Home > News > Before you get surgery, check this evidence: Less-invasive treatments work better
136 views 7 min 0 Comment

Before you get surgery, check this evidence: Less-invasive treatments work better

- June 30, 2016
(iStock)

In 2015, President Obama heavily promoted one of the more overlooked changes of the Affordable Care Act: paying for results instead of the number of visits and procedures.

The idea is simple: Insurance companies and Medicare/Medicaid would pay doctors and hospitals more or less based in part on patients’ performance ratings, or patient outcomes. For example, the Affordable Care Act already imposes financial penalties on hospitals with high rates of hospital-acquired conditions, and the Medicare Advantage program explicitly takes patients’ performance ratings into consideration for plan payments, as of 2012.

We have teamed up with HealthOutcome.org, a Silicon Valley start-up collecting large-scale treatment ratings directly from patients, and crunched its data. The results are clear: Outcome-based assessment of health-care provision has the potential to improve care and decrease health-care costs in the future.

U.S. health care is more expensive and invasive than elsewhere in the world

The U.S. has one of the most expensive health-care systems in the world, with costs of $3 trillion in 2014, or $9,523 per person. Health spending accounts for a staggering 17.5 percent of the nation’s gross domestic product, more than that of any other country.

Not only is health care expensive, but it is also invasive. On average, Americans have 51.4 million surgeries a year — three to four times more per person than in the U.K. And there is a link between invasiveness and spending. On average, more invasive treatments cost much more than non-invasive treatments. That gives doctors more incentive to recommend surgery rather than, say, physical therapy. The National Academy of Medicine estimates that one-third of all treatments, or $750 billion’s worth, are unnecessary.

But does it work better?

HealthOutcome.org has collected more than 60,000 individual treatment ratings by asking patients to rate their own treatment experiences for a given condition such as lower back pain to help patients find evidence-based cures. Treatment ratings range from “Cured” to “Worsened.” The company is applying crowdsourcing techniques that have proven successful in such areas as travel and shopping  to health care.

We took the patients’ treatment ratings for two common injuries, lower back pain and plantar fasciitis, an inflammation of the ligament at the bottom of the foot.

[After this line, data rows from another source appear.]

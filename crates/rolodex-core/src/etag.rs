//! ETag computation for single persons and for pages of persons.
//!
//! A person's ETag depends only on its `modified_at`. A page's ETag depends on
//! the window, the table's row count and the table-wide maximum
//! `modified_at`, so any write anywhere invalidates every page. Contact rows
//! are not consulted: a rename of B leaves A's tag unchanged even though A's
//! resolved contact list changes.

use chrono::{DateTime, Utc};
use sha2::{Digest, Sha256};

use crate::person::PageWindow;

/// ETag for one person.
pub fn person_etag(modified_at: DateTime<Utc>) -> String {
  let mut hasher = Sha256::new();
  hasher.update(b"person");
  hasher.update(modified_at.timestamp_micros().to_le_bytes());
  quote(hasher)
}

/// ETag for one page of the person listing.
pub fn page_etag(
  window: PageWindow,
  total: u64,
  max_modified_at: Option<DateTime<Utc>>,
) -> String {
  let mut hasher = Sha256::new();
  hasher.update(b"page");
  hasher.update(window.limit.to_le_bytes());
  hasher.update(window.offset.to_le_bytes());
  hasher.update(total.to_le_bytes());
  match max_modified_at {
    Some(ts) => {
      hasher.update([1u8]);
      hasher.update(ts.timestamp_micros().to_le_bytes());
    }
    None => hasher.update([0u8]),
  }
  quote(hasher)
}

fn quote(hasher: Sha256) -> String {
  format!("\"{}\"", hex::encode(hasher.finalize()))
}

/// Whether an `If-None-Match` style value matches `current`.
///
/// Accepts quoted or bare tags, weak (`W/`) tags, comma-separated lists and
/// `*`.
pub fn etag_matches(presented: &str, current: &str) -> bool {
  let current = strip_etag(current);
  presented.split(',').map(str::trim).any(|candidate| {
    candidate == "*" || strip_etag(candidate) == current
  })
}

/// Strip the weak prefix and surrounding double-quotes from an ETag value.
fn strip_etag(s: &str) -> &str {
  s.strip_prefix("W/").unwrap_or(s).trim_matches('"')
}
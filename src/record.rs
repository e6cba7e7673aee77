//! Record types shared between the crawler and the output sink
//!
//! This module defines the recognized product fields and the per-product
//! record that the extractor produces and the CSV report consumes.

use std::collections::BTreeMap;
use std::fmt;

/// The product metadata fields recognized by the extractor
///
/// Declaration order is the canonical order; it fixes the column order of the
/// CSV report regardless of the order flags were passed on the command line.
#[derive(Debug, Clone, Copy, PartialEq, Eq, PartialOrd, Ord, Hash)]
pub enum ProductField {
    /// Gross unit price as a decimal string (e.g. "42.90")
    GrossUnitPrice,

    /// Full display name of the product
    FullName,

    /// Free-text description supplied by the producer
    DescriptionFromSupplier,

    /// Language the product metadata is written in
    LanguageName,
}

impl ProductField {
    /// All recognized fields in canonical order
    pub const ALL: [ProductField; 4] = [
        ProductField::GrossUnitPrice,
        ProductField::FullName,
        ProductField::DescriptionFromSupplier,
        ProductField::LanguageName,
    ];

    /// Returns the key this field is stored under in the embedded data block
    ///
    /// The same string is used as the CSV column header.
    pub fn key(&self) -> &'static str {
        match self {
            ProductField::GrossUnitPrice => "grossUnitPrice",
            ProductField::FullName => "fullName",
            ProductField::DescriptionFromSupplier => "descriptionFromSupplier",
            ProductField::LanguageName => "languageName",
        }
    }

    /// Returns true if this field holds a decimal price value
    ///
    /// Price fields use a digits-and-decimal-point extraction pattern; all
    /// other fields use a quoted-string pattern.
    pub fn is_price(&self) -> bool {
        matches!(self, ProductField::GrossUnitPrice)
    }
}

impl fmt::Display for ProductField {
    fn fmt(&self, f: &mut fmt::Formatter<'_>) -> fmt::Result {
        f.write_str(self.key())
    }
}

/// Extracted metadata for a single product page
///
/// A record always carries exactly the fields that were requested for the
/// run, each present with a value or an explicit `None`. This keeps the field
/// set stable across all records handed to the report writer.
#[derive(Debug, Clone, PartialEq, Eq)]
pub struct ProductRecord {
    values: BTreeMap<ProductField, Option<String>>,
}

impl ProductRecord {
    /// Creates a record carrying the given fields, all unset
    pub fn with_fields(fields: &[ProductField]) -> Self {
        let values = fields.iter().map(|f| (*f, None)).collect();
        Self { values }
    }

    /// Stores a value (or explicit absence) for a field
    pub fn set(&mut self, field: ProductField, value: Option<String>) {
        self.values.insert(field, value);
    }

    /// Returns the value of a field, if the field is carried and matched
    pub fn get(&self, field: ProductField) -> Option<&str> {
        self.values.get(&field).and_then(|v| v.as_deref())
    }

    /// Iterates the carried fields in canonical order
    pub fn fields(&self) -> impl Iterator<Item = ProductField> + '_ {
        self.values.keys().copied()
    }

    /// Iterates `(field, value)` pairs in canonical order
    pub fn entries(&self) -> impl Iterator<Item = (ProductField, Option<&str>)> {
        self.values.iter().map(|(f, v)| (*f, v.as_deref()))
    }

    /// Number of fields carried by this record
    pub fn len(&self) -> usize {
        self.values.len()
    }

    /// Returns true if the record carries no fields at all
    pub fn is_empty(&self) -> bool {
        self.values.is_empty()
    }

    /// Name to show in progress output
    ///
    /// Falls back to a placeholder when the full name was not requested or
    /// did not match.
    pub fn display_name(&self) -> &str {
        self.get(ProductField::FullName).unwrap_or("Unnamed product")
    }
}

#[cfg(test)]
mod tests {
    use super::*;

    #[test]
    fn test_field_keys() {
        assert_eq!(ProductField::GrossUnitPrice.key(), "grossUnitPrice");
        assert_eq!(ProductField::FullName.key(), "fullName");
        assert_eq!(
            ProductField::DescriptionFromSupplier.key(),
            "descriptionFromSupplier"
        );
        assert_eq!(ProductField::LanguageName.key(), "languageName");
    }

    #[test]
    fn test_only_price_field_is_price() {
        let prices: Vec<_> = ProductField::ALL.iter().filter(|f| f.is_price()).collect();
        assert_eq!(prices, vec![&ProductField::GrossUnitPrice]);
    }

    #[test]
    fn test_record_carries_requested_fields_unset() {
        let record =
            ProductRecord::with_fields(&[ProductField::FullName, ProductField::GrossUnitPrice]);
        assert_eq!(record.len(), 2);
        assert_eq!(record.get(ProductField::FullName), None);
        assert_eq!(record.get(ProductField::GrossUnitPrice), None);
    }

    #[test]
    fn test_record_field_order_is_canonical() {
        // Request in reverse order; iteration must come back canonical.
        let record =
            ProductRecord::with_fields(&[ProductField::LanguageName, ProductField::GrossUnitPrice]);
        let fields: Vec<_> = record.fields().collect();
        assert_eq!(
            fields,
            vec![ProductField::GrossUnitPrice, ProductField::LanguageName]
        );
    }

    #[test]
    fn test_set_and_get() {
        let mut record = ProductRecord::with_fields(&[ProductField::FullName]);
        record.set(ProductField::FullName, Some("Melk".to_string()));
        assert_eq!(record.get(ProductField::FullName), Some("Melk"));
    }

    #[test]
    fn test_display_name_fallback() {
        let record = ProductRecord::with_fields(&[ProductField::GrossUnitPrice]);
        assert_eq!(record.display_name(), "Unnamed product");

        let mut named = ProductRecord::with_fields(&[ProductField::FullName]);
        named.set(ProductField::FullName, Some("Brunost".to_string()));
        assert_eq!(named.display_name(), "Brunost");
    }
}
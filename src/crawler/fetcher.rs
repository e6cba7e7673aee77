//! HTTP fetcher with retry and exponential backoff
//!
//! This module handles all HTTP requests for the crawler, including:
//! - Building HTTP clients with the identifying user agent string
//! - GET requests with a retrying backoff policy
//! - Respecting server-supplied Retry-After delays
//! - Error classification (retryable vs. terminal)

use crate::config::Settings;
use async_trait::async_trait;
use reqwest::{Client, StatusCode};
use std::sync::Arc;
use std::time::Duration;

/// Result of a fetch operation
#[derive(Debug)]
pub enum FetchResult {
    /// HTTP 200 with the response body
    Success {
        /// HTTP status code
        status_code: u16,
        /// Response body
        body: String,
    },

    /// Non-retryable HTTP status; surfaced immediately
    HttpError {
        /// The HTTP status code
        status_code: u16,
    },

    /// Network-level failure on a single-attempt fetch
    NetworkError {
        /// Error description
        error: String,
    },

    /// Retryable failures continued past the attempt ceiling
    RetriesExhausted {
        /// Number of attempts made
        attempts: u32,
    },
}

impl FetchResult {
    /// Returns true for a successful fetch
    pub fn is_success(&self) -> bool {
        matches!(self, FetchResult::Success { .. })
    }

    /// Short human-readable description of a failed fetch, for diagnostics
    pub fn failure_note(&self) -> String {
        match self {
            FetchResult::Success { status_code, .. } => format!("HTTP {}", status_code),
            FetchResult::HttpError { status_code } => format!("HTTP {}", status_code),
            FetchResult::NetworkError { error } => error.clone(),
            FetchResult::RetriesExhausted { attempts } => {
                format!("gave up after {} attempts", attempts)
            }
        }
    }
}

/// Retry behavior for a single URL
///
/// The backoff starts at `initial_backoff` and doubles after every retryable
/// failure; there is no jitter and no cap within the attempt ceiling, so the
/// baseline wait sequence is 1, 2, 4, 8, 16 seconds.
#[derive(Debug, Clone, Copy)]
pub struct RetryPolicy {
    /// Wait before the first retry
    pub initial_backoff: Duration,

    /// Total attempts per URL before giving up
    pub max_attempts: u32,
}

impl Default for RetryPolicy {
    fn default() -> Self {
        Self {
            initial_backoff: Duration::from_secs(1),
            max_attempts: 5,
        }
    }
}

/// Wait primitive used between retry attempts
///
/// Production code sleeps on the tokio timer; tests inject a recording
/// implementation so the backoff sequence can be asserted without delays.
#[async_trait]
pub trait Sleeper: Send + Sync {
    async fn sleep(&self, duration: Duration);
}

/// [`Sleeper`] backed by the tokio timer
#[derive(Debug, Default)]
pub struct TokioSleeper;

#[async_trait]
impl Sleeper for TokioSleeper {
    async fn sleep(&self, duration: Duration) {
        tokio::time::sleep(duration).await;
    }
}

/// Builds an HTTP client with the identifying user agent and timeouts
///
/// # Arguments
///
/// * `user_agent` - The User-Agent header value sent with every request
/// * `timeout` - Whole-request timeout
///
/// # Returns
///
/// * `Ok(Client)` - Successfully built HTTP client
/// * `Err(reqwest::Error)` - Failed to build client
pub fn build_http_client(user_agent: &str, timeout: Duration) -> Result<Client, reqwest::Error> {
    Client::builder()
        .user_agent(user_agent.to_string())
        .timeout(timeout)
        .connect_timeout(Duration::from_secs(10))
        .gzip(true)
        .brotli(true)
        .build()
}

/// HTTP fetcher with a per-URL retry/backoff policy
///
/// One fetcher (and one underlying client) serves the whole run; retry state
/// lives in local variables of each `fetch` call, so backoff is scoped to a
/// single URL and never shared across requests.
pub struct Fetcher {
    client: Client,
    policy: RetryPolicy,
    sleeper: Arc<dyn Sleeper>,
}

impl Fetcher {
    /// Creates a fetcher from run settings
    pub fn new(settings: &Settings) -> Result<Self, reqwest::Error> {
        Self::with_sleeper(settings, Arc::new(TokioSleeper))
    }

    /// Creates a fetcher with an explicit wait primitive
    ///
    /// The seam tests use to observe backoff waits instead of serving them.
    pub fn with_sleeper(
        settings: &Settings,
        sleeper: Arc<dyn Sleeper>,
    ) -> Result<Self, reqwest::Error> {
        let client = build_http_client(
            &settings.user_agent.header_value(),
            settings.fetch.request_timeout(),
        )?;

        let policy = RetryPolicy {
            initial_backoff: settings.fetch.initial_backoff(),
            max_attempts: settings.fetch.max_attempts,
        };

        Ok(Self {
            client,
            policy,
            sleeper,
        })
    }

    /// Fetches a URL, retrying transient failures with exponential backoff
    ///
    /// # Retry Logic
    ///
    /// | Condition | Action |
    /// |-----------|--------|
    /// | HTTP 200 | Return success immediately |
    /// | HTTP 429 / 5xx | Wait max(Retry-After, backoff), double backoff, retry |
    /// | Network error / timeout | Wait backoff, double backoff, retry |
    /// | Any other status | Return failure immediately (non-retryable) |
    ///
    /// After `max_attempts` retryable failures the fetch gives up and returns
    /// [`FetchResult::RetriesExhausted`]; callers treat that as "skip and
    /// continue", never as fatal to the whole crawl.
    pub async fn fetch(&self, url: &str) -> FetchResult {
        let mut backoff = self.policy.initial_backoff;
        let mut retries: u32 = 0;

        while retries < self.policy.max_attempts {
            match self.client.get(url).send().await {
                Ok(response) => {
                    let status = response.status();

                    if status == StatusCode::OK {
                        match response.text().await {
                            Ok(body) => {
                                return FetchResult::Success {
                                    status_code: status.as_u16(),
                                    body,
                                }
                            }
                            Err(e) => {
                                // Body transfer broke off mid-stream; counts
                                // as a network failure.
                                tracing::warn!(
                                    "Error reading body from {}: {}, retrying in {}s",
                                    url,
                                    e,
                                    backoff.as_secs()
                                );
                                self.sleeper.sleep(backoff).await;
                                backoff *= 2;
                                retries += 1;
                                continue;
                            }
                        }
                    }

                    if is_retryable_status(status) {
                        let wait = retry_wait(retry_after(&response), backoff);
                        tracing::warn!(
                            "Received {} from {}, retrying after {}s",
                            status.as_u16(),
                            url,
                            wait.as_secs()
                        );
                        self.sleeper.sleep(wait).await;
                        backoff *= 2;
                        retries += 1;
                        continue;
                    }

                    tracing::warn!("Giving up on {}: HTTP {}", url, status.as_u16());
                    return FetchResult::HttpError {
                        status_code: status.as_u16(),
                    };
                }
                Err(e) => {
                    tracing::warn!("Error fetching {}: {}, retrying in {}s", url, e, backoff.as_secs());
                    self.sleeper.sleep(backoff).await;
                    backoff *= 2;
                    retries += 1;
                }
            }
        }

        tracing::error!(
            "Failed to fetch {} after {} attempts",
            url,
            self.policy.max_attempts
        );
        FetchResult::RetriesExhausted { attempts: retries }
    }

    /// Fetches a URL with a single attempt and no backoff
    ///
    /// Same client, same headers as [`Fetcher::fetch`]; any non-200 status or
    /// network failure is returned to the caller immediately.
    pub async fn get_once(&self, url: &str) -> FetchResult {
        match self.client.get(url).send().await {
            Ok(response) => {
                let status = response.status();

                if status != StatusCode::OK {
                    return FetchResult::HttpError {
                        status_code: status.as_u16(),
                    };
                }

                match response.text().await {
                    Ok(body) => FetchResult::Success {
                        status_code: status.as_u16(),
                        body,
                    },
                    Err(e) => FetchResult::NetworkError {
                        error: e.to_string(),
                    },
                }
            }
            Err(e) => FetchResult::NetworkError {
                error: e.to_string(),
            },
        }
    }
}

/// HTTP 429 and every 5xx are worth retrying; everything else is not
fn is_retryable_status(status: StatusCode) -> bool {
    status == StatusCode::TOO_MANY_REQUESTS || status.is_server_error()
}

/// Seconds value of the Retry-After header, when present and well-formed
fn retry_after(response: &reqwest::Response) -> Option<Duration> {
    response
        .headers()
        .get(reqwest::header::RETRY_AFTER)
        .and_then(|v| v.to_str().ok())
        .and_then(|s| s.parse::<u64>().ok())
        .map(Duration::from_secs)
}

/// The wait before the next attempt: the server hint when it exceeds the
/// current backoff, the backoff otherwise
fn retry_wait(retry_after: Option<Duration>, backoff: Duration) -> Duration {
    match retry_after {
        Some(hint) if hint > backoff => hint,
        _ => backoff,
    }
}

We use their data to predict the effectiveness of two treatments per injury by comparing the results from patients who got one treatment to the results from similar patients (when it comes to weight, age and gender) who got the other.

We compared outcomes for treatments for lower back pain 

Low back pain affects approximately 80 percent of all Americans; it costs around $100 billion a year to treat. We compared the satisfaction ratings of patients who got one of two treatments: back surgery and non-invasive training in modifying posture.

We estimate the probabilities of being cured for a hypothetical patient with median age and weight. If this hypothetical patient chooses postural modification instead of surgery, his or her likelihood of getting worse goes down by a factor of 1.6 — and his or her likelihood of being cured goes up by a factor of 2.7. That’s a vast variation and extremely significant, considering the high number and high cost of back surgeries, as you can see in the figure below.

ROTHSCHILD HC Figure 1 lower back pain

And we compared outcomes for treatments for plantar fasciitis

For plantar fasciitis, we compared results from cortisone injections, on the one hand, and what’s known as the Graston technique, therapeutic exercises applied to the skeletal muscles, on the other. Around 40 percent of all plantar fasciitis patients in the HealthOutcome.org database had cortisone injections; only 4 percent were treated with the Graston technique. However, we find that the Graston technique is much more likely to cure patients. A hypothetical patient with median age and weight treated with the Graston technique is 1.6 times more likely to be cured than the person who receives cortisone injections and is 1.5 times less likely to get worse, as you can see in the figure below.

ROTHSCHILD HC Figure 2

Sometimes, of course, doctors recommend more or less invasive practices based on a specific patient’s condition: Patients might get the more invasive treatment because they have been suffering for a longer time or are in more extreme pain than other patients. That’s something we cannot control for.

Overall, less invasive works better

But we do find that patients with the same aliments, with comparable weight, age and gender, have dramatically better outcomes with the less invasive procedures.

We would be very surprised if that is entirely because those who get the more invasive treatment are suffering from a worse form of the ailment. This isn’t a randomized trial, which would give us the best data but is much harder to implement. And yet these two examples — and the general trend we see in the data — clearly suggest that just because a treatment is often prescribed doesn’t mean it’s often successful.

Paying by procedure – and therefore giving medical professionals an incentive to aim for volume rather than quality – isn’t ideal. As patients, we care more about the outcome than we do about the volume of treatment. And so that’s how medicine should be both judged and paid: by quality, not quantity. As Obama said last year about the Affordable Care Act’s shift to paying for outcome: “These changes are encouraging doctors and hospitals to focus on better outcomes for their patients.”

Tobias Konitzer is a PhD candidate in communication at Stanford University.